NAGB Conference on Increasing the Participation of SD and LEP Students in NAEP 

Commissioned Paper Synopsis 

The attached paper is one of a set of research-oriented papers commissioned by NAGB to serve as 

background information for the conference attendees. The authors bear sole responsibility for the factual 

accuracy of the information and for any opinions or conclusions expressed in the paper. 

Measuring the Performance of Students with Disabilities and English 
Language Learners in the National Assessment of Educational Progress 

Albert E. Beaton 

Boston College 
December 2003 

• The purpose of this paper is to stimulate discussion of how to measure the educational progress of SD 
and ELL students who are deemed unable to sit for the NAEP assessment, even with 
accommodations. 

• Opinions about excluding students with severe disabilities vary substantially from: “testing these 
children is unsound and hurtful to students and their parents” to "these students must be tested 
because with no testing there would be not accountability and with no accountability there would be 
not teaching and no learning.” 

• Different decisions about testing students with disabilities might alter test results and skew the 
measurement of growth with a state or the interpretation of differences among states. 

• In the early days of NAEP when results were not reported by state, students who were not deemed 
testable were just not put on the roster of those who could be sampled for assessment.

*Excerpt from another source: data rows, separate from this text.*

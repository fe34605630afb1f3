//! HTTP server and graceful shutdown.
//!
//! # Graceful shutdown and Kubernetes
//!
//! When Kubernetes terminates a pod it sends **SIGTERM** and waits
//! `terminationGracePeriodSeconds` (default 30 s) before sending SIGKILL.
//!
//! The server reacts by:
//! 1. Immediately stopping `listener.accept()` — no new connections are made.
//! 2. Letting every in-flight connection task run to completion.
//! 3. Returning from [`Server::serve`], which lets `main` exit cleanly.

use std::convert::Infallible;
use std::future::Future;
use std::net::SocketAddr;

use bytes::Bytes;
use http_body_util::{BodyExt, Full};
use hyper::body::Incoming;
use hyper::service::service_fn;
use hyper_util::rt::{TokioExecutor, TokioIo};
use hyper_util::server::conn::auto::Builder as ConnBuilder;
use tokio::net::TcpListener;
use tracing::{error, info, warn};

use crate::error::Error;
use crate::handler::BoxedHandler;
use crate::request::Request;
use crate::router::Router;

/// The HTTP server.
pub struct Server {
    addr: SocketAddr,
}

impl Server {
    /// Configures the server to bind to `addr` when [`serve`](Server::serve)
    /// is called.
    ///
    /// # Panics
    ///
    /// Panics if `addr` is not a valid `host:port` string. Use
    /// [`Server::try_bind`] to handle that case yourself.
    ///
    /// ```rust,no_run
    /// use weft::Server;
    /// let server = Server::bind("0.0.0.0:8080");
    /// ```
    pub fn bind(addr: &str) -> Self {
        Self::try_bind(addr).unwrap_or_else(|e| panic!("{e}"))
    }

    pub fn try_bind(addr: &str) -> Result<Self, Error> {
        let addr = addr.parse().map_err(|_| Error::Address(addr.to_owned()))?;
        Ok(Self { addr })
    }

    /// Starts accepting connections and dispatching them through `router`.
    ///
    /// The router's middleware chain is composed once, here; every connection
    /// shares the result. Returns only after a full graceful shutdown
    /// (SIGTERM or Ctrl-C, followed by all in-flight requests completing).
    pub async fn serve(self, router: Router) -> Result<(), Error> {
        self.serve_with_shutdown(router, shutdown_signal()).await
    }

    /// Like [`serve`](Server::serve), but stops accepting when `signal`
    /// resolves instead of waiting for SIGTERM / Ctrl-C.
    pub async fn serve_with_shutdown(
        self,
        router: Router,
        signal: impl Future<Output = ()>,
    ) -> Result<(), Error> {
        let listener = TcpListener::bind(self.addr).await?;
        info!(addr = %self.addr, "weft listening");
        run(listener, router.into_handler(), signal).await;
        info!("weft stopped");
        Ok(())
    }
}

async fn run(listener: TcpListener, app: BoxedHandler, signal: impl Future<Output = ()>) {
    // Every spawned connection task, so shutdown can wait for them.
    let mut tasks = tokio::task::JoinSet::new();
    tokio::pin!(signal);

    loop {
        tokio::select! {
            // Check shutdown first so a SIGTERM stops accepting new
            // connections even while more are queued.
            biased;

            () = &mut signal => {
                info!(in_flight = tasks.len(), "shutdown signal received, draining connections");
                break;
            }

            res = listener.accept() => {
                let (stream, remote_addr) = match res {
                    Ok(v) => v,
                    Err(e) => {
                        error!("accept error: {e}");
                        continue;
                    }
                };

                let app = BoxedHandler::clone(&app);
                let io = TokioIo::new(stream);

                tasks.spawn(async move {
                    // Called once per request on the connection.
                    let svc = service_fn(move |req| {
                        let app = BoxedHandler::clone(&app);
                        async move { dispatch(app, req, remote_addr).await }
                    });

                    // HTTP/1.1 or HTTP/2, whatever the client negotiates.
                    if let Err(e) = ConnBuilder::new(TokioExecutor::new())
                        .serve_connection(io, svc)
                        .await
                    {
                        error!(peer = %remote_addr, "connection error: {e}");
                    }
                });
            }

            // Reap finished connection tasks so the set does not grow
            // without bound on long-running servers.
            Some(_) = tasks.join_next(), if !tasks.is_empty() => {}
        }
    }

    while tasks.join_next().await.is_some() {}
}

/// Reads the body, then runs one request through the composed pipeline.
///
/// Every failure becomes a response, so hyper never sees an error. A body
/// that cannot be read still goes through the pipeline and comes back as a
/// `400` from the endpoint.
async fn dispatch(
    app: BoxedHandler,
    req: hyper::Request<Incoming>,
    remote_addr: SocketAddr,
) -> Result<http::Response<Full<Bytes>>, Infallible> {
    let (parts, body) = req.into_parts();
    let req = match body.collect().await {
        Ok(collected) => Request::from_parts(parts, collected.to_bytes()),
        Err(e) => {
            warn!(peer = %remote_addr, "failed to read request body: {e}");
            Request::with_unreadable_body(parts)
        }
    };

    Ok(app.call(req.with_remote_addr(remote_addr)).await.into_inner())
}

/// Resolves on the first shutdown signal the process receives.
///
/// On Unix this listens for both **SIGTERM** and **SIGINT** (Ctrl-C).
/// On Windows only Ctrl-C is available.
async fn shutdown_signal() {
    let ctrl_c = async {
        if let Err(e) = tokio::signal::ctrl_c().await {
            error!("failed to listen for Ctrl-C: {e}");
            std::future::pending::<()>().await;
        }
    };

    #[cfg(unix)]
    let sigterm = async {
        match tokio::signal::unix::signal(tokio::signal::unix::SignalKind::terminate()) {
            Ok(mut sig) => {
                sig.recv().await;
            }
            Err(e) => {
                error!("failed to install SIGTERM handler: {e}");
                std::future::pending::<()>().await;
            }
        }
    };

    #[cfg(not(unix))]
    let sigterm = std::future::pending::<()>();

    tokio::select! {
        () = ctrl_c   => {}
        () = sigterm  => {}
    }
}
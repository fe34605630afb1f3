//! HTTP method as a typed enum.
//!
//! The route table keeps one radix tree per [`Method`]. Pattern strings such
//! as `"GET /healthz"` are parsed into a `Method` plus a path; requests carry
//! an [`http::Method`] and are mapped back with [`Method::from_http`].
//! Extension methods unknown to this enum never match a route.

use std::fmt;
use std::str::FromStr;

/// A routable HTTP method (RFC 9110).
#[derive(Clone, Copy, Debug, Eq, Hash, PartialEq, PartialOrd, Ord)]
pub enum Method {
    Connect,
    Delete,
    Get,
    Head,
    Options,
    Patch,
    Post,
    Put,
    Trace,
}

impl Method {
    pub(crate) const ALL: [Method; 9] = [
        Self::Connect,
        Self::Delete,
        Self::Get,
        Self::Head,
        Self::Options,
        Self::Patch,
        Self::Post,
        Self::Put,
        Self::Trace,
    ];

    /// Returns the uppercase wire representation (e.g. `"GET"`).
    pub fn as_str(self) -> &'static str {
        match self {
            Self::Connect => "CONNECT",
            Self::Delete  => "DELETE",
            Self::Get     => "GET",
            Self::Head    => "HEAD",
            Self::Options => "OPTIONS",
            Self::Patch   => "PATCH",
            Self::Post    => "POST",
            Self::Put     => "PUT",
            Self::Trace   => "TRACE",
        }
    }

    /// Maps a request's method onto the routable set.
    pub fn from_http(method: &http::Method) -> Option<Self> {
        method.as_str().parse().ok()
    }
}

/// Parses an uppercase method token. Case-sensitive per RFC 9110 §9.1.
impl FromStr for Method {
    type Err = ();

    fn from_str(s: &str) -> Result<Self, Self::Err> {
        Self::ALL.into_iter().find(|m| m.as_str() == s).ok_or(())
    }
}

impl fmt::Display for Method {
    fn fmt(&self, f: &mut fmt::Formatter<'_>) -> fmt::Result {
        f.write_str(self.as_str())
    }
}
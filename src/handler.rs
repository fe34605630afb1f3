//! Handler trait and type erasure.
//!
//! # How handlers and middleware share one shape
//!
//! The router stores handlers of *different* types in one table, and every
//! middleware must be able to wrap "whatever comes next" without knowing
//! what that is. Both problems have the same answer: a trait object.
//!
//! ```text
//! async fn hello(req: Request) -> Response { … }   ← user writes this
//!        ↓ router.get("/", hello)
//! hello.into_boxed_handler()                       ← Handler blanket impl
//!        ↓
//! Arc::new(FnHandler(hello))                       ← BoxedHandler
//!        ↓ middleware.wrap(next)                   ← once per middleware
//! Arc::new(SomeMiddlewareHandler { next, … })      ← still a BoxedHandler
//!        ↓
//! handler.call(req)  at request time               ← one vtable call per stage
//! ```
//!
//! A middleware's wrapper holds the next [`BoxedHandler`] and calls it from
//! its own [`ErasedHandler::call`], which is what makes the chain nest.

use std::future::Future;
use std::pin::Pin;
use std::sync::Arc;

use crate::request::Request;
use crate::response::{IntoResponse, Response};

/// A heap-allocated, type-erased future that resolves to a [`Response`].
///
/// `Send + 'static` lets tokio move the future across worker threads.
pub type BoxFuture = Pin<Box<dyn Future<Output = Response> + Send + 'static>>;

/// Dispatch interface shared by route handlers and middleware wrappers.
///
/// Route handlers never implement this directly (the [`Handler`] blanket impl
/// does it for them). Middleware wrappers implement it to forward to the next
/// stage.
pub trait ErasedHandler {
    fn call(&self, req: Request) -> BoxFuture;
}

/// A type-erased handler shared across concurrent requests.
pub type BoxedHandler = Arc<dyn ErasedHandler + Send + Sync + 'static>;

/// The downstream stage handed to a middleware.
pub type Next = BoxedHandler;

/// Implemented for every valid route handler.
///
/// Automatically satisfied for any function with the signature:
///
/// ```text
/// async fn name(req: Request) -> impl IntoResponse
/// ```
///
/// The trait is **sealed**: only the blanket impl below can satisfy it.
pub trait Handler: private::Sealed + Send + Sync + 'static {
    #[doc(hidden)]
    fn into_boxed_handler(self) -> BoxedHandler;
}

mod private {
    pub trait Sealed {}
}

impl<F, Fut, R> private::Sealed for F
where
    F: Fn(Request) -> Fut + Send + Sync + 'static,
    Fut: Future<Output = R> + Send + 'static,
    R: IntoResponse + Send + 'static,
{
}

impl<F, Fut, R> Handler for F
where
    F: Fn(Request) -> Fut + Send + Sync + 'static,
    Fut: Future<Output = R> + Send + 'static,
    R: IntoResponse + Send + 'static,
{
    fn into_boxed_handler(self) -> BoxedHandler {
        Arc::new(FnHandler(self))
    }
}

/// Bridges a concrete handler function to the trait-object world.
struct FnHandler<F>(F);

impl<F, Fut, R> ErasedHandler for FnHandler<F>
where
    F: Fn(Request) -> Fut + Send + Sync,
    Fut: Future<Output = R> + Send + 'static,
    R: IntoResponse + Send + 'static,
{
    fn call(&self, req: Request) -> BoxFuture {
        let fut = (self.0)(req);
        Box::pin(async move { fut.await.into_response() })
    }
}
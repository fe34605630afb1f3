//! Middleware layer.
//!
//! A middleware turns the next handler into a new handler. Registered on a
//! [`Router`](crate::Router) in the order `[A, B, C]`, the effective pipeline
//! is `A(B(C(endpoint)))`: `A` sees the request first and the response last.
//!
//! Built-in middleware, in the order they are meant to be registered:
//!
//! | Middleware | Job |
//! |---|---|
//! | [`SetRequestId`] | assign or propagate `X-Request-Id` |
//! | [`AccessLog`] | one structured record per request |
//! | [`Cors`] | cross-origin policy and preflight answers |
//! | [`Recover`] | turn handler panics into a logged 500 |
//!
//! `SetRequestId` goes first so every later stage can read the ID. `AccessLog`
//! sits outside `Recover` so it records the substituted 500, and `Recover`
//! goes last so it sits directly around the route handlers.
//!
//! Write your own with [`from_fn`]:
//!
//! ```rust
//! use weft::{Request, Router, middleware::{self, Next}};
//!
//! let app = Router::new().with(middleware::from_fn(|req: Request, next: Next| async move {
//!     let mut res = next.call(req).await;
//!     res.headers_mut().insert("x-powered-by", http::HeaderValue::from_static("weft"));
//!     res
//! }));
//! ```

mod access_log;
mod cors;
mod recover;
mod record;
mod request_id;
mod sink;

use std::future::Future;
use std::sync::Arc;

pub use crate::handler::Next;
pub use access_log::AccessLog;
pub use cors::{Cors, CorsConfig};
pub use record::{AccessRecord, FaultRecord, Level};
pub use recover::Recover;
pub use request_id::{OsRandom, RandomSource, SetRequestId, X_REQUEST_ID};
pub use sink::{JsonLines, LogSink, TracingSink};

use crate::handler::{BoxFuture, BoxedHandler, ErasedHandler};
use crate::request::Request;
use crate::response::IntoResponse;

/// A handler transformer.
///
/// `wrap` is called once per middleware when the router composes its
/// pipeline, not once per request.
pub trait Middleware: Send + Sync + 'static {
    fn wrap(&self, next: BoxedHandler) -> BoxedHandler;
}

/// Builds a middleware from an async closure taking the request and the next
/// stage.
pub fn from_fn<F, Fut, R>(f: F) -> FromFn<F>
where
    F: Fn(Request, Next) -> Fut + Send + Sync + 'static,
    Fut: Future<Output = R> + Send + 'static,
    R: IntoResponse + Send + 'static,
{
    FromFn(Arc::new(f))
}

/// Middleware returned by [`from_fn`].
pub struct FromFn<F>(Arc<F>);

impl<F, Fut, R> Middleware for FromFn<F>
where
    F: Fn(Request, Next) -> Fut + Send + Sync + 'static,
    Fut: Future<Output = R> + Send + 'static,
    R: IntoResponse + Send + 'static,
{
    fn wrap(&self, next: BoxedHandler) -> BoxedHandler {
        Arc::new(FromFnHandler { f: Arc::clone(&self.0), next })
    }
}

struct FromFnHandler<F> {
    f: Arc<F>,
    next: BoxedHandler,
}

impl<F, Fut, R> ErasedHandler for FromFnHandler<F>
where
    F: Fn(Request, Next) -> Fut + Send + Sync + 'static,
    Fut: Future<Output = R> + Send + 'static,
    R: IntoResponse + Send + 'static,
{
    fn call(&self, req: Request) -> BoxFuture {
        let fut = (self.f)(req, Arc::clone(&self.next));
        Box::pin(async move { fut.await.into_response() })
    }
}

During the 
design changes of 1983-84, the procedure was changed so that all eligible students were placed on 
the sampling roster and ten untestable students were excluded. After the introduction of reporting and 
comparing NAEP results by state, the procedures were tightened up considerably. 

• The problem of including all students comes from setting the same standards — one size fits all — for 
all students. The idea of a common curriculum with common tests for all students is unlikely to meet 
the also attractive goal of having every student doing the best that he or she can possibly do. 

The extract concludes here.